Exercise brief:
Each line of the material below that holds the word "TempDir" needs to be copied.

Data for this exercise:
####

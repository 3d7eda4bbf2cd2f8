//! The default command: greet the given names.

use anyhow::{Context, Result};
use std::io::{self, BufRead};

use greeter::Greeter;

use crate::cmd::ui::Output;

/// Greet each name on its own line, or print the bare greeting when there
/// are no names.
pub fn cmd_greet(greeter: &Greeter, names: &[String], out: &Output) -> Result<()> {
    if names.is_empty() {
        out.greeting(None, &greeter.greet_anonymous());
        return Ok(());
    }

    for name in names {
        out.greeting(Some(name), &greeter.greet(name));
    }
    Ok(())
}

/// Read names from piped stdin. Refuses to block on an interactive terminal.
pub fn read_stdin_names() -> Result<Vec<String>> {
    if atty::is(atty::Stream::Stdin) {
        anyhow::bail!("--stdin expects names piped on standard input");
    }

    read_names(io::stdin().lock())
}

/// One name per line. Line endings are stripped and blank lines skipped;
/// other whitespace is part of the name.
pub fn read_names<R: BufRead>(reader: R) -> Result<Vec<String>> {
    let mut names = Vec::new();
    for line in reader.lines() {
        let line = line.context("Failed to read names from stdin")?;
        let name = line.strip_suffix('\r').unwrap_or(&line);
        if !name.trim().is_empty() {
            names.push(name.to_string());
        }
    }
    Ok(names)
}
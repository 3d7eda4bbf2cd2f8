use std::fs;
use std::io::Write;
use std::path::{Path, PathBuf};
use std::process::{Command, Output, Stdio};
use tempfile::TempDir;

/// TestHarness runs the greet binary inside an isolated temporary directory.
/// The platform config dir is redirected into the temp dir so a developer's
/// own global config never leaks into a test.
pub struct TestHarness {
    pub dir: TempDir,
    pub config_path: PathBuf,
    pub greet_binary: PathBuf,
}

impl TestHarness {
    /// Creates a new test harness with no config files.
    pub fn new() -> Self {
        let temp_dir = TempDir::new().expect("Failed to create temp dir");
        let config_path = temp_dir.path().join(".greet/config.md");

        TestHarness {
            dir: temp_dir,
            config_path,
            greet_binary: PathBuf::from(env!("CARGO_BIN_EXE_greet")),
        }
    }

    /// Creates a test harness with a project config at `.greet/config.md`.
    #[allow(dead_code)]
    pub fn with_config(config_content: &str) -> Self {
        let harness = Self::new();
        harness.write_file(".greet/config.md", config_content);
        harness
    }

    /// Returns the base directory path (the TempDir path).
    pub fn path(&self) -> &Path {
        self.dir.path()
    }

    /// Directory used as XDG_CONFIG_HOME for the child process.
    pub fn xdg_config_home(&self) -> PathBuf {
        self.path().join("xdg")
    }

    /// Writes a file relative to the harness directory, creating parents.
    pub fn write_file(&self, relative: &str, content: &str) -> PathBuf {
        let path = self.path().join(relative);
        if let Some(parent) = path.parent() {
            fs::create_dir_all(parent).expect("Failed to create parent dir");
        }
        fs::write(&path, content).expect("Failed to write file");
        path
    }

    fn command(&self, args: &[&str]) -> Command {
        let mut cmd = Command::new(&self.greet_binary);
        cmd.args(args)
            .current_dir(self.path())
            .env("XDG_CONFIG_HOME", self.xdg_config_home())
            .env_remove("GREET_QUIET")
            .env("NO_COLOR", "1");
        cmd
    }

    /// Executes the greet binary with the given arguments in the harness directory.
    pub fn run(&self, args: &[&str]) -> Output {
        self.command(args)
            .stdin(Stdio::null())
            .output()
            .expect("Failed to run greet")
    }

    /// Executes the greet binary with `input` piped to stdin.
    #[allow(dead_code)]
    pub fn run_with_stdin(&self, args: &[&str], input: &str) -> Output {
        let mut child = self
            .command(args)
            .stdin(Stdio::piped())
            .stdout(Stdio::piped())
            .stderr(Stdio::piped())
            .spawn()
            .expect("Failed to spawn greet");

        child
            .stdin
            .take()
            .expect("stdin is piped")
            .write_all(input.as_bytes())
            .expect("Failed to write stdin");

        child.wait_with_output().expect("Failed to wait for greet")
    }

    /// Executes the greet binary with extra environment variables.
    #[allow(dead_code)]
    pub fn run_with_env(&self, args: &[&str], env: &[(&str, &str)]) -> Output {
        let mut cmd = self.command(args);
        for (key, value) in env {
            cmd.env(key, value);
        }
        cmd.stdin(Stdio::null()).output().expect("Failed to run greet")
    }
}

/// Stdout of a finished process as a String.
pub fn stdout(output: &Output) -> String {
    String::from_utf8_lossy(&output.stdout).to_string()
}

/// Stderr of a finished process as a String.
#[allow(dead_code)]
pub fn stderr(output: &Output) -> String {
    String::from_utf8_lossy(&output.stderr).to_string()
}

####

Answer to this task:
use tempfile::TempDir;
    pub dir: TempDir,
        let temp_dir = TempDir::new().expect("Failed to create temp dir");
    /// Returns the base directory path (the TempDir path).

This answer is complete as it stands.